Ces dernières années, et jusqu’à très récemment, je n’avais pu découvrir d’érable champêtre franchissant 2,25 m de circonférence. Je savais pourtant que l’espèce pouvait dépasser les 3 mètres, voire exceptionnellement 4 m(1), alors je ne perdais pas espoir de dénicher, un jour ou l’autre, un gros érable haut-savoyard.
Fin septembre je rencontrais mon premier Acer campestre nettement remarquable ; et avec une avance confortable: affichant 2,76 m de circonférence il dépassait de 51 cm mon précédent record (voir cet article). Je ne pensais pas en découvrir de comparables de sitôt…

Ce record aura finalement tenu à peine plus de 2 mois.

(C’est ça qui est chouette avec la prospection sur le terrain: J’ai beau planifier au millimètre près mes expéditions il y aura toujours de l’inattendu)

Début décembre je me rendais au pieds des Voirons, sur la commune de Machilly, pour visiter des sapins que l’on m’avait signalé.
Je n’ai pas trouvé ces arbres, mais ma visite me réservait une surprise.

Une triple surprise devrais-je dire, se présentant sous la forme d’un ensemble de trois érables champêtres situés aux abords de la ferme du Sauget(2), plus exactement au départ du chemin rural de la vacherie en amont de la bâtisse (deux d’entre eux poussent côte à côte, le dernier se trouve un peu plus haut, de l’autre côté du chemin).
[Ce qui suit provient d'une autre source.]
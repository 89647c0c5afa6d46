//! Nging Config - 권한 도구 설정
//!
//! 내비게이션/행동 선언/역할 파일 위치와 로그 레벨을 관리한다.

use crate::registry::NAVIGATE_FILE;
use crate::storage::JsonStore;
use crate::Result;
use serde::{Deserialize, Serialize};
use std::path::{Path, PathBuf};
use tracing::debug;

/// 설정 파일명
pub const NGING_CONFIG_FILE: &str = "nging.json";

/// 기본 행동 선언 파일명
pub const BEHAVIORS_FILE: &str = "behaviors.json";

/// Nging 설정
#[derive(Debug, Clone, Default, Serialize, Deserialize)]
#[serde(rename_all = "camelCase")]
pub struct NgingConfig {
    /// 내비게이션 트리 파일
    #[serde(skip_serializing_if = "Option::is_none")]
    pub navigate_file: Option<PathBuf>,

    /// 행동(behavior) 선언 파일
    #[serde(skip_serializing_if = "Option::is_none")]
    pub behaviors_file: Option<PathBuf>,

    /// 역할 저장 파일
    #[serde(skip_serializing_if = "Option::is_none")]
    pub roles_file: Option<PathBuf>,

    /// 로그 레벨 (trace, debug, info, warn, error)
    #[serde(skip_serializing_if = "Option::is_none")]
    pub log_level: Option<String>,
}

impl NgingConfig {
    pub fn new() -> Self {
        Self::default()
    }

    // ========================================================================
    // Load
    // ========================================================================

    /// 글로벌 + 프로젝트 병합 로드
    pub fn load() -> Result<Self> {
        let mut config = Self::new();

        // 1. 글로벌 설정
        if let Ok(global) = JsonStore::global() {
            if let Some(global_config) = Self::load_optional(&global)? {
                config.merge(global_config);
            }
        }

        // 2. 프로젝트 설정
        if let Ok(project) = JsonStore::current_project() {
            if let Some(project_config) = Self::load_optional(&project)? {
                config.merge(project_config);
            }
        }

        Ok(config)
    }

    /// 특정 디렉토리의 설정만 로드 (없으면 기본값)
    pub fn load_dir(dir: impl Into<PathBuf>) -> Result<Self> {
        let store = JsonStore::new(dir);
        Ok(Self::load_optional(&store)?.unwrap_or_default())
    }

    fn load_optional(store: &JsonStore) -> Result<Option<Self>> {
        let config = store.load_optional::<NgingConfig>(NGING_CONFIG_FILE)?;
        if config.is_some() {
            debug!("Loaded config from {}", store.base_dir().display());
        }
        Ok(config.map(|c| c.resolve_relative(store.base_dir())))
    }

    /// 상대 경로를 설정 파일이 있던 디렉토리 기준으로 바꾼다
    fn resolve_relative(mut self, base: &Path) -> Self {
        for slot in [
            &mut self.navigate_file,
            &mut self.behaviors_file,
            &mut self.roles_file,
        ] {
            if let Some(path) = slot.as_mut() {
                if path.is_relative() {
                    *path = base.join(&*path);
                }
            }
        }
        self
    }

    // ========================================================================
    // Merge
    // ========================================================================

    /// 다른 설정과 병합 (other가 우선)
    pub fn merge(&mut self, other: NgingConfig) {
        if other.navigate_file.is_some() {
            self.navigate_file = other.navigate_file;
        }
        if other.behaviors_file.is_some() {
            self.behaviors_file = other.behaviors_file;
        }
        if other.roles_file.is_some() {
            self.roles_file = other.roles_file;
        }
        if other.log_level.is_some() {
            self.log_level = other.log_level;
        }
    }

    // ========================================================================
    // Accessors
    // ========================================================================

    pub fn navigate_path(&self, fallback_dir: &Path) -> PathBuf {
        self.navigate_file
            .clone()
            .unwrap_or_else(|| fallback_dir.join(NAVIGATE_FILE))
    }

    pub fn behaviors_path(&self, fallback_dir: &Path) -> PathBuf {
        self.behaviors_file
            .clone()
            .unwrap_or_else(|| fallback_dir.join(BEHAVIORS_FILE))
    }

    pub fn roles_path(&self, fallback_dir: &Path) -> PathBuf {
        self.roles_file
            .clone()
            .unwrap_or_else(|| fallback_dir.join(crate::permission::ROLES_FILE))
    }

    pub fn log_level(&self) -> &str {
        self.log_level.as_deref().unwrap_or("info")
    }

    // ========================================================================
    // Builder
    // ========================================================================

    pub fn navigate_file(mut self, path: impl Into<PathBuf>) -> Self {
        self.navigate_file = Some(path.into());
        self
    }

    pub fn roles_file(mut self, path: impl Into<PathBuf>) -> Self {
        self.roles_file = Some(path.into());
        self
    }
}

#[cfg(test)]
mod tests {
    use super::*;

    #[test]
    fn test_merge_prefers_other() {
        let mut base = NgingConfig::new().navigate_file("/etc/nav.json");
        base.log_level = Some("warn".into());

        let other = NgingConfig::new().roles_file("/srv/roles.json");
        base.merge(other);

        assert_eq!(base.navigate_file, Some(PathBuf::from("/etc/nav.json")));
        assert_eq!(base.roles_file, Some(PathBuf::from("/srv/roles.json")));
        assert_eq!(base.log_level(), "warn");
    }

    #[test]
    fn test_load_dir_resolves_relative_paths() {
        let dir = tempfile::tempdir().unwrap();
        let written = NgingConfig::new()
            .navigate_file("nav/navigate.json")
            .roles_file("/abs/roles.json");
        std::fs::write(
            dir.path().join(NGING_CONFIG_FILE),
            serde_json::to_string(&written).unwrap(),
        )
        .unwrap();

        let config = NgingConfig::load_dir(dir.path()).unwrap();
        assert_eq!(
            config.navigate_file,
            Some(dir.path().join("nav/navigate.json"))
        );
        assert_eq!(config.roles_file, Some(PathBuf::from("/abs/roles.json")));
        assert_eq!(config.log_level(), "info");
        assert_eq!(
            config.behaviors_path(dir.path()),
            dir.path().join(BEHAVIORS_FILE)
        );
    }

    #[test]
    fn test_load_dir_rejects_malformed_config() {
        let dir = tempfile::tempdir().unwrap();
        std::fs::write(dir.path().join(NGING_CONFIG_FILE), "[1, 2]").unwrap();

        let err = NgingConfig::load_dir(dir.path()).unwrap_err();
        assert!(matches!(err, crate::Error::Json(_)));
    }
}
Le principal critère de remarquabilité à retenir ici est, vous l’aurez deviné à mon introduction, celui des dimensions, du moins en ce qui concerne les deux plus imposants du trio qui, du point de vue de leurs circonférences, se rangent à la première et deuxième place du classement des plus gros érables champêtres du département!(3)

Le premier affiche 3,16 m  de tour, soit 1 mètre de diamètre! Vraiment très impressionnant pour de  l’Acer campestre.
Sa hauteur, environ 17 m, bien que supérieure à la moyenne, n’est pas pour autant exceptionnelle(4) (les deux autres érables présentent des hauteurs moindres).

Un renfoncement du tronc, orienté verticalement et souligné par une ligne de mousses, confère à cet arbre un aspect d’énorme fermeture-éclair ligneuse.
Pourrait-il s’agir de deux arbres (où de deux tiges du même arbre) soudés?
Difficile à dire. Possible, mais dans ce cas pourquoi les deux troncs seraient-ils restés bien parallèles avant de se séparer brusquement vers 2 mètres de haut?

La présence de champignons lignivores(5) au niveau de la fourche (voir cette image) nous permettrait-elle d’envisager d’autres hypothèses:
S’agirait-il de bourrelets ligneux visant à circonscrire la partie touchée?(6)
Ou alors la sève, n’irriguant plus les parties attaquées emprunterait-elle de nouveaux chemins prioritaires de part et d’autre de de cet axe central, formant avec le temps ces excroissances donnant une impression de séparation du tronc?

N’étant pas spécialiste en physiologie végétale je ne peux qu’émettre des suppositions.
(avis bienvenus)

Quoi qu’il en soit l’aspect général est bien celui d’un arbre unique.

Le deuxième érable ne franchit pas la barre des 3 m mais reste saisissant avec ses 2,82 m de circonférence(7).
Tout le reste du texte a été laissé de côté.